Churches desire to grow, as well they should. We are, after all, followers of the Great Commission. We desire for more and more people to come to know and proclaim the coming of God’s kingdom.
However, when church leaders want to focus on growth, they often make a crucial mistake. Often, our focus is on getting people to our front door. Whether it’s a social media campaign or a push to invite friends and neighbors or just a flier in the coffeeshop, we put our energies into bringing people in.
One question: then what?
Church growth will never be a matter of slick marketing or information dissemination. Because church growth doesn’t happen when new people stroll in on a Sunday. It happens when those people become part of the body and begin growing more and more into the likeness of Christ.
If you desire for your church to grow, you should not think first about what will lead them to your door, but what will keep them from running for the door the minute the service is over.
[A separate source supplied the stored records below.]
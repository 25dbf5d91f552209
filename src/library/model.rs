use std::path::PathBuf;
use std::time::Duration;

#[derive(Clone)]
pub struct Track {
    pub path: PathBuf,
    pub title: String,
    pub artist: Option<String>,
    pub album: Option<String>,
    pub duration: Option<Duration>,
    pub display: String,
}

/// One album card: a subfolder of the music root, with optional metadata
/// from its `info.json` and a cover image when one exists.
#[derive(Clone)]
pub struct Album {
    pub folder: PathBuf,
    pub title: String,
    pub description: Option<String>,
    pub cover: Option<PathBuf>,
}
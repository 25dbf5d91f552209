//! Audio backend: a dedicated playback thread around a single rodio sink.
//!
//! The thread consumes [`AudioCmd`]s and publishes media facts (elapsed
//! time, known duration, finished/failed flags) through a shared
//! [`MediaHandle`]. It plays exactly one track at a time; which track comes
//! next is decided by the playback controller, not here.

mod player;
mod sink;
mod thread;
mod types;

pub use player::*;
pub use types::*;
//! swadl-edit entrypoint.
//!
//! Runs one editor session over an in-memory store, driven by line commands on
//! stdin. Logs go to `swadl-edit.log` in the working directory (filter with
//! `RUST_LOG`).

use anyhow::{Context, Result};
use clap::Parser;
use core_events::{Event, EventSourceRegistry};
use core_session::runtime::SessionRuntime;
use core_session::{EditorSession, SessionSettings};
use core_state::{ListingSlot, Session, UserId, WorkflowId, WorkflowRef};
use core_store::MemoryStore;
use core_widget::HeadlessFactory;
use std::path::{Path, PathBuf};
use std::sync::{Arc, Once};
use tokio::sync::mpsc;
use tracing::info;
use tracing_appender::non_blocking::WorkerGuard;

mod commands;
mod console;
mod source;

use console::{ConsoleHooks, emit, print_notices};
use source::StdinCommandSource;

const LOG_FILE: &str = "swadl-edit.log";

/// CLI arguments.
#[derive(Parser, Debug)]
#[command(name = "swadl-edit", version, about = "SWADL workflow editor session")]
struct Args {
    /// Identity of the local user. Only a workflow's author may edit it.
    #[arg(long = "user", default_value = "anonymous")]
    pub user: String,
    /// JSON array of `{id, swadl, created_by, description}` records seeding the store.
    #[arg(long = "seed")]
    pub seed: Option<PathBuf>,
    /// Optional configuration file path (overrides discovery of `swadl-edit.toml`).
    #[arg(long = "config")]
    pub config: Option<PathBuf>,
    /// Workflow to open at startup.
    #[arg(long = "open")]
    pub open: Option<String>,
}

fn configure_logging() -> Option<WorkerGuard> {
    let log_dir = Path::new(".");
    let log_path = log_dir.join(LOG_FILE);
    if log_path.exists() {
        let _ = std::fs::remove_file(&log_path);
    }

    let file_appender = tracing_appender::rolling::never(log_dir, LOG_FILE);
    let (nb_writer, guard) = tracing_appender::non_blocking(file_appender);
    match tracing_subscriber::fmt()
        .with_env_filter(tracing_subscriber::EnvFilter::from_default_env())
        .with_ansi(false)
        .with_writer(nb_writer)
        .try_init()
    {
        Ok(()) => Some(guard),
        // Global subscriber already installed; dropping the guard stops the writer.
        Err(_) => None,
    }
}

fn install_panic_hook() {
    static HOOK: Once = Once::new();
    HOOK.call_once(|| {
        let default_panic = std::panic::take_hook();
        std::panic::set_hook(Box::new(move |info| {
            tracing::error!(target: "runtime.panic", ?info, "panic");
            default_panic(info);
        }));
    });
}

fn load_store(seed: Option<&Path>) -> Result<MemoryStore> {
    let Some(path) = seed else {
        info!(target: "store", "empty_store");
        return Ok(MemoryStore::new());
    };
    let json = std::fs::read_to_string(path)
        .with_context(|| format!("reading seed file {}", path.display()))?;
    let store = MemoryStore::from_seed_json(&json)
        .with_context(|| format!("parsing seed file {}", path.display()))?;
    info!(target: "store", path = %path.display(), "store_seeded");
    Ok(store)
}

#[tokio::main]
async fn main() -> Result<()> {
    let args = Args::parse();
    let _log_guard = configure_logging();
    install_panic_hook();
    info!(target: "runtime", user = args.user.as_str(), "startup");

    let config = core_config::load_from(args.config.clone())?;
    let store = Arc::new(load_store(args.seed.as_deref())?);

    let (status_tx, status_rx) = mpsc::unbounded_channel();
    let printer = tokio::spawn(print_notices(status_rx));

    let listing = ListingSlot::default();
    let session = EditorSession::new(
        Session::new(UserId::new(args.user)),
        SessionSettings::from_config(&config),
        HeadlessFactory::default(),
        Box::new(status_tx),
        Box::new(listing.clone()),
    );
    let mut runtime =
        SessionRuntime::new(session, store, listing).with_hooks(Box::new(ConsoleHooks));

    if let Some(id) = args.open
        && let Some(tx) = runtime.sender()
    {
        tx.send(Event::Select(Some(WorkflowRef::latest(WorkflowId::new(id)))))
            .await
            .context("event channel closed before startup")?;
    }

    let mut registry = EventSourceRegistry::new();
    registry.register(StdinCommandSource::new());
    runtime.spawn_sources(&mut registry);
    emit("swadl-edit ready (type `help` for commands)");

    let reason = runtime.run().await;
    info!(target: "runtime", reason = %reason, "exit");

    // Dropping the session drops the last status sender, which ends the printer.
    drop(runtime);
    let _ = printer.await;
    Ok(())
}
//! SWADL validation pass.
//!
//! Two layers, both producing 1-based markers in emission order:
//! 1. YAML syntax: a parse failure yields one marker at the reported location.
//! 2. Schema shape: the root must be a mapping declaring `id` and
//!    `activities`. Missing properties are reported at 1:1 in the order the
//!    schema lists them.

use core_state::Marker;
use serde_yaml::Value;

const REQUIRED_PROPERTIES: [&str; 2] = ["id", "activities"];

pub fn validate(text: &str) -> Vec<Marker> {
    let value: Value = match serde_yaml::from_str(text) {
        Ok(v) => v,
        Err(e) => {
            let (line, column) = e
                .location()
                .map(|loc| (loc.line().max(1), loc.column().max(1)))
                .unwrap_or((1, 1));
            return vec![Marker::error(line, column, syntax_message(&e))];
        }
    };

    let Value::Mapping(root) = value else {
        return vec![Marker::error(1, 1, "Incorrect type. Expected \"object\".")];
    };

    REQUIRED_PROPERTIES
        .iter()
        .filter(|key| !root.contains_key(**key))
        .map(|key| Marker::error(1, 1, format!("Missing property \"{key}\".")))
        .collect()
}

/// serde_yaml appends " at line L column C" to located errors; the marker
/// already carries the position.
fn syntax_message(e: &serde_yaml::Error) -> String {
    let full = e.to_string();
    match full.find(" at line ") {
        Some(idx) => full[..idx].to_string(),
        None => full,
    }
}

#[cfg(test)]
mod tests {
    use super::*;
    use pretty_assertions::assert_eq;

    #[test]
    fn valid_document_has_no_markers() {
        let text = "id: ping\nactivities:\n  - send-message:\n      id: pong\n";
        assert!(validate(text).is_empty());
    }

    #[test]
    fn missing_properties_reported_in_schema_order() {
        let markers = validate("variables:\n  a: 1\n");
        let messages: Vec<&str> = markers.iter().map(|m| m.message.as_str()).collect();
        assert_eq!(
            messages,
            vec!["Missing property \"id\".", "Missing property \"activities\"."]
        );
        assert!(markers.iter().all(|m| m.line == 1 && m.column == 1));
    }

    #[test]
    fn scalar_root_is_type_error() {
        let markers = validate("just a string");
        assert_eq!(markers.len(), 1);
        assert_eq!(markers[0].message, "Incorrect type. Expected \"object\".");
    }

    #[test]
    fn syntax_error_is_located_past_first_line() {
        let markers = validate("id: ping\nactivities:\n  - [unclosed\n");
        assert_eq!(markers.len(), 1);
        assert!(markers[0].line >= 2, "marker at {:?}", markers[0]);
        assert!(!markers[0].message.contains(" at line "));
    }
}
#[test]
fn selection_during_save_is_queued_until_completion() {
    let mut h = Harness::new(bob());
    h.open(latest("ping"), DocumentSnapshot::new(PING, bob()));
    h.session.type_text("#");
    let (ticket, _) = submission(h.session.save().unwrap());

    assert!(h.session.select_document(Some(latest("echo"))).is_none());
    assert_eq!(h.session.snapshot().unwrap().source_text, PING);
    assert_eq!(h.session.buffer_text(), Some(format!("#{PING}")));

    let replay = fetch_ticket(h.session.on_save_completed(ticket, Ok(())));
    assert_eq!(replay.workflow, latest("echo"));
    h.session
        .on_fetch_completed(replay, Ok(DocumentSnapshot::new(ECHO, bob())))
        .unwrap();
    assert_eq!(h.session.buffer_text().as_deref(), Some(ECHO));
}

#[test]
fn queued_selection_replays_after_failed_save() {
    let mut h = Harness::new(bob());
    h.open(latest("ping"), DocumentSnapshot::new(PING, bob()));
    h.session.type_text("#");
    let (ticket, _) = submission(h.session.save().unwrap());
    h.session.select_document(None);
    let replay = h
        .session
        .on_save_completed(ticket, Err(StoreError::Rejected("nope".into())));
    assert!(replay.is_none());
    assert_eq!(h.session.view(), SessionView::Empty);
}

#[test]
fn fetch_landing_during_failed_save_keeps_unsaved_text() {
    let mut h = Harness::new(bob());
    h.open(latest("ping"), DocumentSnapshot::new(PING, bob()));
    h.session.type_text("# my work\n");
    let pending = fetch_ticket(h.session.select_document(Some(latest("ping"))));
    let (ticket, _) = submission(h.session.save().unwrap());

    h.session
        .on_fetch_completed(pending, Ok(DocumentSnapshot::new(PING, bob())))
        .unwrap();
    assert_eq!(h.session.buffer_text(), Some(format!("# my work\n{PING}")));
    assert_eq!(h.session.dirty_state(), DirtyState::Modified);

    let follow_up = h
        .session
        .on_save_completed(ticket, Err(StoreError::Unavailable("offline".into())));
    assert!(follow_up.is_none());
    assert_eq!(h.session.buffer_text(), Some(format!("# my work\n{PING}")));
    assert_eq!(h.session.dirty_state(), DirtyState::Modified);
    assert_eq!(h.notices(), vec![StatusNotice::error("Store unavailable: offline")]);
}

#[test]
fn fetch_landing_during_successful_save_is_refetched() {
    let mut h = Harness::new(bob());
    h.open(latest("ping"), DocumentSnapshot::new(PING, bob()));
    h.session.type_text("#");
    let pending = fetch_ticket(h.session.select_document(Some(latest("ping"))));
    let (ticket, _) = submission(h.session.save().unwrap());
    h.session
        .on_fetch_completed(pending.clone(), Ok(DocumentSnapshot::new(PING, bob())))
        .unwrap();
    assert_eq!(h.session.buffer_text(), Some(format!("#{PING}")));

    let refetch = fetch_ticket(h.session.on_save_completed(ticket, Ok(())));
    assert_eq!(refetch.workflow, latest("ping"));
    assert!(refetch.generation > pending.generation);

    let published = format!("#{PING}");
    h.session
        .on_fetch_completed(refetch, Ok(DocumentSnapshot::new(published.clone(), bob())))
        .unwrap();
    assert_eq!(h.session.buffer_text(), Some(published));
    assert_eq!(h.session.dirty_state(), DirtyState::Original);
}

#[test]
fn queued_selection_wins_over_fetch_held_during_save() {
    let mut h = Harness::new(bob());
    h.open(latest("ping"), DocumentSnapshot::new(PING, bob()));
    h.session.type_text("#");
    let pending = fetch_ticket(h.session.select_document(Some(latest("ping"))));
    let (ticket, _) = submission(h.session.save().unwrap());
    h.session
        .on_fetch_completed(pending, Ok(DocumentSnapshot::new(PING, bob())))
        .unwrap();
    assert!(h.session.select_document(Some(latest("echo"))).is_none());

    let replay = fetch_ticket(h.session.on_save_completed(ticket, Ok(())));
    assert_eq!(replay.workflow, latest("echo"));
}

#[test]
fn save_shortcut_bound_at_creation_triggers_save() {
    let mut h = Harness::new(bob());
    h.open(latest("ping"), DocumentSnapshot::new(PING, bob()));
    h.session.type_text("#");
    let effects = h.session.handle(Event::Key(KeyCombo::new('s', KeyMods::CTRL)));
    assert_eq!(effects.len(), 1);
    assert!(h.session.is_saving());

    // Unbound combos do nothing.
    let effects = h.session.handle(Event::Key(KeyCombo::new('q', KeyMods::CTRL)));
    assert!(effects.is_empty());
}

#[test]
fn configured_label_and_message_are_used() {
    let mut settings = core_session::SessionSettings::default();
    settings.save_label = "Autosave".into();
    settings.success_message = "Saved!".into();
    let mut h = Harness::with_settings(bob(), settings);
    h.open(latest("ping"), DocumentSnapshot::new(PING, bob()));
    h.session.type_text("#");
    let (ticket, version) = submission(h.session.save().unwrap());
    assert_eq!(version.label, "Autosave");
    h.session.on_save_completed(ticket, Ok(()));
    assert_eq!(h.notices(), vec![StatusNotice::info("Saved!")]);
}
//! Console output: status notices and inspection reports.

use core_events::InspectTarget;
use core_session::runtime::RuntimeHooks;
use core_session::{EditorSession, SessionView, StatusNotice};
use core_state::ListingSlot;
use core_widget::{HeadlessFactory, TextWidget};
use std::io::{self, Write};
use tokio::sync::mpsc::UnboundedReceiver;

/// Write one line to stdout. A closed stdout is not an error worth surfacing.
pub fn emit(line: &str) {
    let mut out = io::stdout().lock();
    let _ = writeln!(out, "{line}");
}

pub fn format_notice(notice: &StatusNotice) -> String {
    if notice.is_error {
        format!("[error] {}", notice.message)
    } else {
        format!("[ok] {}", notice.message)
    }
}

/// Print notices until every sender is gone.
pub async fn print_notices(mut rx: UnboundedReceiver<StatusNotice>) {
    while let Some(notice) = rx.recv().await {
        emit(&format_notice(&notice));
    }
}

pub struct ConsoleHooks;

impl RuntimeHooks<HeadlessFactory> for ConsoleHooks {
    fn inspect(
        &mut self,
        target: InspectTarget,
        session: &EditorSession<HeadlessFactory>,
        listing: &ListingSlot,
    ) {
        let lines = match target {
            InspectTarget::Problems => problems_report(session),
            InspectTarget::Buffer => buffer_report(session),
            InspectTarget::Listing => listing_report(listing),
        };
        for line in lines {
            emit(&line);
        }
    }
}

pub fn problems_report(session: &EditorSession<HeadlessFactory>) -> Vec<String> {
    let problems = session.problems();
    if problems.is_empty() {
        return vec!["no problems".to_string()];
    }
    problems
        .iter()
        .enumerate()
        .map(|(i, p)| format!("#{} {}", i + 1, p.label))
        .collect()
}

pub fn buffer_report(session: &EditorSession<HeadlessFactory>) -> Vec<String> {
    if session.view() == SessionView::Empty {
        return vec!["no workflow open (use `open <id>`)".to_string()];
    }
    let selection = session
        .selection()
        .map(ToString::to_string)
        .unwrap_or_default();
    let access = match session.is_writable() {
        Some(true) => "editable",
        Some(false) => "read-only",
        None => "closed",
    };
    let mut out = vec![format!(
        "{selection} [{access}] [{}]{} layout={:?}",
        session.dirty_state().as_str(),
        if session.is_saving() { " [saving]" } else { "" },
        session.layout(),
    )];
    if let Some(widget) = session.widget() {
        let caret = widget.position();
        out.push(format!("caret {}:{}", caret.line, caret.column));
        let text = widget.value();
        out.extend(
            text.lines()
                .enumerate()
                .map(|(i, l)| format!("{:>4} | {l}", i + 1)),
        );
    }
    out
}

pub fn listing_report(listing: &ListingSlot) -> Vec<String> {
    match &*listing.read() {
        None => vec!["listing not loaded".to_string()],
        Some(rows) if rows.is_empty() => vec!["no workflows".to_string()],
        Some(rows) => rows
            .iter()
            .map(|s| {
                let mut row = format!("{} {} by {}", s.id, s.latest_version, s.created_by);
                if !s.description.is_empty() {
                    row.push_str(" - ");
                    row.push_str(&s.description);
                }
                row
            })
            .collect(),
    }
}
Over my years as a rector of a parish that experienced such growth, and now as a consultant working to realize this growth in other churches, I’ve developed a metaphor to illustrate this crucial truism. I call it the Good Shepherd Economy.
Green Pastures, Still Waters
Consider Psalm 23. Behind the beauty and poetry of this timeless meditation is an unflappable truth: God desires to lead his sheep into green pastures and still waters. His desire is to restore our weary souls.
Of course, that doesn’t mean he sets us up in the lap of luxury so that we can just ride out our days in self-satisfaction. This isn’t an advertisement for the prosperity gospel. We still may need to walk through the valley of the shadow of death. But the passage makes clear that if we will follow him, God will lead us into a place where our hunger is fed, our thirst is quenched, and our fears are eased.
So, what does your pasture look like?
Some pastures are picked over. It was a nice enough field at the beginning, with plenty of fresh, green shoots, but the sheep who already live here have clipped it all down. There’s probably enough there to sustain those who are already there, but any new sheep will be able to pick up on the hint—there’s really no room for you here.
Some pastures are unruly and wild. There’s some good grass to be had, but it’s getting lost in all the overgrowth. Strange shrubs get in the way, trees sap the nourishment from the ground. Any new sheep would spend a little time trying to navigate through all the confusion, then end up deciding it was just too much work.
Some pastures are terraced. The lower levels don’t get the good grass, and while new sheep hear all the time about the abundance of the field, it’s just not accessible to them. It seems like there are barriers that have to be overcome and alliances made before you are allowed to get to the good stuff with all the other sheep.
Some pastures aren’t secure. The boundaries of the field sprawl out in every direction and the sheep wander without any guidance. New sheep don’t really know where the pasture ends and the wilderness begins, and they are frequently lost to dangers lurking at the edges.
Tend Your Pasture
There’s probably a whole typology to unpack here, but I think you get the idea. If God desires for his sheep to find green pastures and your church (your pasture) is anything but green, we shouldn’t be shocked when God leads them away from us. That’s as it should be.
Let me strip away the metaphor for a moment and put it bluntly: organizational expansion precedes numerical growth. Church leaders must take a hard look at what their church needs to do to accommodate the new growth they hope for. Part of this will include building a culture of generosity, as I covered in Giving Up. But much of it will be about creating and framing a strategic vision to lead the church as it moves forward.
We will be unpacking this more and more in the coming months, but there is a skill set for this sort of evaluation. More than anything it takes wisdom and courage. Wisdom, because the vision that will take you where you want to go will differ from what got you to where you are. And courage, because leading others through change isn’t easy or popular.
The people are out there. Jesus tells us that the fields are ripe for the harvest. They are longing for exactly the nourishment your church can provide. The question is, will your church be ready for them?